DOROTEO DI GAZA
SCRITTI E INSEGNAMENTI SPIRITUALI
				
				V. LA NECESSITÀ DI NON FONDARSI
				
				
				SUL PROPRIO 
				GIUDIZIO
				
				
				
				
				61. Nei
				
				Proverbi è detto:
				
				Coloro che 
				non hanno guida cadono come le foglie; la salvezza invece 
				consiste nel molto consiglio (Pr 11,14). 
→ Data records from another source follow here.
//! CLI configuration
//!
//! Settings come from `migforge.toml` in the project directory (or the file
//! given with `--config`), then `MIGFORGE_*` environment variables, then
//! command-line flags. Relative paths resolve against the project directory.

use anyhow::{Context, Result};
use migforge::codegen::HandlebarsEngine;
use migforge::{Driver, MigrationKind};
use serde::Deserialize;
use std::fs;
use std::path::{Path, PathBuf};

pub const CONFIG_FILE: &str = "migforge.toml";

const DEFAULT_DIRECTORY: &str = "migrations";
const DEFAULT_PACKAGE: &str = "migrations";
const DEFAULT_EXTENSION: &str = "rs";
const DEFAULT_REGISTRY_FILE: &str = "mod.rs";

/// Raw settings as written in the config file
#[derive(Debug, Clone, Default, Deserialize)]
#[serde(default, deny_unknown_fields)]
pub struct FileConfig {
    pub directory: Option<PathBuf>,
    pub registry: Option<PathBuf>,
    pub package: Option<String>,
    pub extension: Option<String>,
    pub driver: Option<String>,
    pub default_kind: Option<String>,
    pub templates_dir: Option<PathBuf>,
    pub database_url: Option<String>,
}

impl FileConfig {
    pub fn from_file(path: &Path) -> Result<Self> {
        let content = fs::read_to_string(path)
            .with_context(|| format!("Failed to read config file '{}'", path.display()))?;

        toml::from_str(&content)
            .with_context(|| format!("Failed to parse config file '{}'. Check TOML syntax.", path.display()))
    }

    /// Apply environment overrides through `lookup`
    pub fn apply_env_overrides<F>(&mut self, lookup: F)
    where
        F: Fn(&str) -> Option<String>,
    {
        if let Some(dir) = lookup("MIGFORGE_DIR") {
            self.directory = Some(PathBuf::from(dir));
        }
        if let Some(registry) = lookup("MIGFORGE_REGISTRY") {
            self.registry = Some(PathBuf::from(registry));
        }
        if let Some(package) = lookup("MIGFORGE_PACKAGE") {
            self.package = Some(package);
        }
        if let Some(extension) = lookup("MIGFORGE_EXTENSION") {
            self.extension = Some(extension);
        }
        if let Some(driver) = lookup("MIGFORGE_DRIVER") {
            self.driver = Some(driver);
        }
        if let Some(kind) = lookup("MIGFORGE_KIND") {
            self.default_kind = Some(kind);
        }
        if let Some(templates) = lookup("MIGFORGE_TEMPLATES_DIR") {
            self.templates_dir = Some(PathBuf::from(templates));
        }
        if let Some(url) = lookup("DATABASE_URL") {
            self.database_url = Some(url);
        }
    }
}

/// Resolved settings used by every command
#[derive(Debug, Clone)]
pub struct MigforgeConfig {
    pub project: PathBuf,
    pub directory: PathBuf,
    pub registry: PathBuf,
    pub package: String,
    pub extension: String,
    pub driver: Driver,
    pub default_kind: MigrationKind,
    pub templates_dir: Option<PathBuf>,
    pub database_url: Option<String>,
}

impl MigforgeConfig {
    /// Load from the config file and the process environment
    pub fn load(project: &Path, config_file: Option<&Path>) -> Result<Self> {
        let mut file_config = match config_file {
            Some(path) => FileConfig::from_file(&resolve(project, path))?,
            None => {
                let default_path = project.join(CONFIG_FILE);
                if default_path.is_file() {
                    FileConfig::from_file(&default_path)?
                } else {
                    log::debug!("No {} in {}, using defaults", CONFIG_FILE, project.display());
                    FileConfig::default()
                }
            }
        };

        file_config.apply_env_overrides(|key| std::env::var(key).ok());
        Self::resolve(project, file_config)
    }

    pub fn resolve(project: &Path, raw: FileConfig) -> Result<Self> {
        let directory = resolve(
            project,
            raw.directory.as_deref().unwrap_or(Path::new(DEFAULT_DIRECTORY)),
        );
        let registry = match raw.registry.as_deref() {
            Some(path) => resolve(project, path),
            None => directory.join(DEFAULT_REGISTRY_FILE),
        };

        let driver = match raw.driver.as_deref() {
            Some(driver) => driver.parse::<Driver>().context("Invalid `driver` setting")?,
            None => Driver::default(),
        };
        let default_kind = match raw.default_kind.as_deref() {
            Some(kind) => kind.parse::<MigrationKind>().context("Invalid `default_kind` setting")?,
            None => MigrationKind::default(),
        };

        Ok(Self {
            project: project.to_path_buf(),
            directory,
            registry,
            package: raw.package.unwrap_or_else(|| DEFAULT_PACKAGE.to_string()),
            extension: raw.extension.unwrap_or_else(|| DEFAULT_EXTENSION.to_string()),
            driver,
            default_kind,
            templates_dir: raw.templates_dir.map(|p| resolve(project, &p)),
            database_url: raw.database_url.filter(|url| !url.trim().is_empty()),
        })
    }

    /// Override the migrations directory. A registry left at its default
    /// location moves with it.
    pub fn with_directory(mut self, directory: &Path) -> Self {
        let registry_follows = self.registry == self.directory.join(DEFAULT_REGISTRY_FILE);
        self.directory = resolve(&self.project, directory);
        if registry_follows {
            self.registry = self.directory.join(DEFAULT_REGISTRY_FILE);
        }
        self
    }

    pub fn with_registry(mut self, registry: &Path) -> Self {
        self.registry = resolve(&self.project, registry);
        self
    }

    /// Template engine with any configured overrides applied
    pub fn engine(&self) -> Result<HandlebarsEngine> {
        let engine = match &self.templates_dir {
            Some(dir) => HandlebarsEngine::with_overrides(dir)
                .with_context(|| format!("Failed to load templates from '{}'", dir.display()))?,
            None => HandlebarsEngine::builtin()?,
        };
        Ok(engine)
    }
}

fn resolve(project: &Path, path: &Path) -> PathBuf {
    if path.is_absolute() {
        path.to_path_buf()
    } else {
        project.join(path)
    }
}

#[cfg(test)]
mod tests {
    use super::*;
    use std::collections::HashMap;
    use tempfile::TempDir;

    #[test]
    fn test_defaults() {
        let config = MigforgeConfig::resolve(Path::new("/project"), FileConfig::default()).unwrap();

        assert_eq!(config.directory, PathBuf::from("/project/migrations"));
        assert_eq!(config.registry, PathBuf::from("/project/migrations/mod.rs"));
        assert_eq!(config.package, "migrations");
        assert_eq!(config.extension, "rs");
        assert_eq!(config.driver, Driver::Postgres);
        assert_eq!(config.default_kind, MigrationKind::Classic);
        assert!(config.database_url.is_none());
    }

    #[test]
    fn test_file_values() {
        let dir = TempDir::new().unwrap();
        fs::write(
            dir.path().join(CONFIG_FILE),
            r#"
directory = "db/migrations"
registry = "src/migrations.rs"
package = "schema"
default_kind = "change"
database_url = "postgres://localhost/app"
"#,
        )
        .unwrap();

        let raw = FileConfig::from_file(&dir.path().join(CONFIG_FILE)).unwrap();
        let config = MigforgeConfig::resolve(dir.path(), raw).unwrap();

        assert_eq!(config.directory, dir.path().join("db/migrations"));
        assert_eq!(config.registry, dir.path().join("src/migrations.rs"));
        assert_eq!(config.package, "schema");
        assert_eq!(config.default_kind, MigrationKind::Change);
        assert_eq!(config.database_url.as_deref(), Some("postgres://localhost/app"));
    }

    #[test]
    fn test_env_overrides_file() {
        let env: HashMap<&str, &str> = [("MIGFORGE_PACKAGE", "from_env"), ("MIGFORGE_KIND", "change")]
            .into_iter()
            .collect();

        let mut raw = FileConfig {
            package: Some("from_file".to_string()),
            ..Default::default()
        };
        raw.apply_env_overrides(|key| env.get(key).map(|v| v.to_string()));

        let config = MigforgeConfig::resolve(Path::new("/p"), raw).unwrap();
        assert_eq!(config.package, "from_env");
        assert_eq!(config.default_kind, MigrationKind::Change);
    }

    #[test]
    fn test_unknown_kind_in_config_is_rejected() {
        let raw = FileConfig {
            default_kind: Some("seed".to_string()),
            ..Default::default()
        };
        let err = MigforgeConfig::resolve(Path::new("/p"), raw).unwrap_err();
        assert!(format!("{:#}", err).contains("Unsupported migration kind 'seed'"));
    }

    #[test]
    fn test_unknown_driver_in_config_is_rejected() {
        let raw = FileConfig {
            driver: Some("mysql".to_string()),
            ..Default::default()
        };
        assert!(MigforgeConfig::resolve(Path::new("/p"), raw).is_err());
    }

    #[test]
    fn test_bad_toml_names_the_file() {
        let dir = TempDir::new().unwrap();
        let path = dir.path().join(CONFIG_FILE);
        fs::write(&path, "directory = [").unwrap();

        let err = FileConfig::from_file(&path).unwrap_err();
        assert!(err.to_string().contains(CONFIG_FILE));
    }

    #[test]
    fn test_directory_override_moves_default_registry() {
        let config = MigforgeConfig::resolve(Path::new("/p"), FileConfig::default())
            .unwrap()
            .with_directory(Path::new("other"));

        assert_eq!(config.directory, PathBuf::from("/p/other"));
        assert_eq!(config.registry, PathBuf::from("/p/other/mod.rs"));
    }

    #[test]
    fn test_directory_override_keeps_explicit_registry() {
        let raw = FileConfig {
            registry: Some(PathBuf::from("src/registry.rs")),
            ..Default::default()
        };
        let config = MigforgeConfig::resolve(Path::new("/p"), raw)
            .unwrap()
            .with_directory(Path::new("other"));

        assert_eq!(config.registry, PathBuf::from("/p/src/registry.rs"));
    }

    #[test]
    fn test_blank_database_url_is_unset() {
        let raw = FileConfig {
            database_url: Some("  ".to_string()),
            ..Default::default()
        };
        let config = MigforgeConfig::resolve(Path::new("/p"), raw).unwrap();
        assert!(config.database_url.is_none());
    }
}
				Vedete il significato del detto, fratelli, vedete che cosa 
				c'insegna la Sacra Scrittura: ci mette 
				in guardia perché non ci fondiamo su noi stessi, perché non ci 
				consideriamo intelligenti, perché non crediamo di essere capaci 
				di governarci da soli.
				Abbiamo bisogno di un 
				aiuto, abbiamo bisogno di chi, dopo Dio, sia nostra guida. Non 
				c’è nulla di più sventurato, nulla che sia più facile da 
				conquistare di coloro che non hanno nessuno che li avvii sulla 
				via di Dio. Perché dice:
				
				
				Coloro che non hanno guida cadono come le foglie? 
				La foglia all’inizio è verde, rigogliosa, gradevole; poi pian 
				piano si secca e cade e infine viene disprezzata e calpestata.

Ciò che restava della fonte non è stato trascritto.